TASK DIRECTIONS:
List every line in this data where the string "StagingArea" occurs.

━━ DATA SHOWN ━━

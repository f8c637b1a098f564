//! Scoped temporary directories used while assembling a package.
use anyhow::{Context as _, Result};
use std::path::Path;
use tempfile::TempDir;

/// A temporary directory removed when the value is dropped.
///
/// Removal happens on every exit path of the owning invocation, including
/// early returns through `?` and unwinding. A removal failure is logged as a
/// warning and never replaces the primary result.
#[derive(Debug)]
pub struct StagingArea {
    dir: Option<TempDir>,
}

impl StagingArea {
    /// Create a fresh empty directory under `root` named `<prefix><random>`.
    ///
    /// # Errors
    ///
    /// Returns an error if the directory cannot be created.
    pub fn new(root: &Path, prefix: &str) -> Result<Self> {
        let dir = tempfile::Builder::new()
            .prefix(prefix)
            .tempdir_in(root)
            .with_context(|| format!("creating temporary directory in {}", root.display()))?;
        tracing::debug!("created temporary directory {}", dir.path().display());
        Ok(Self { dir: Some(dir) })
    }

    /// Path of the directory.
    #[must_use]
    pub fn path(&self) -> &Path {
        self.dir.as_ref().map_or_else(|| Path::new(""), TempDir::path)
    }
}

impl Drop for StagingArea {
    fn drop(&mut self) {
        if let Some(dir) = self.dir.take() {
            let path = dir.path().to_path_buf();
            if let Err(e) = dir.close() {
                tracing::warn!(
                    "Failed to remove a temporary directory {}: {e}",
                    path.display()
                );
            }
        }
    }
}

━━━

TASK RESULT:
pub struct StagingArea {
impl StagingArea {
impl Drop for StagingArea {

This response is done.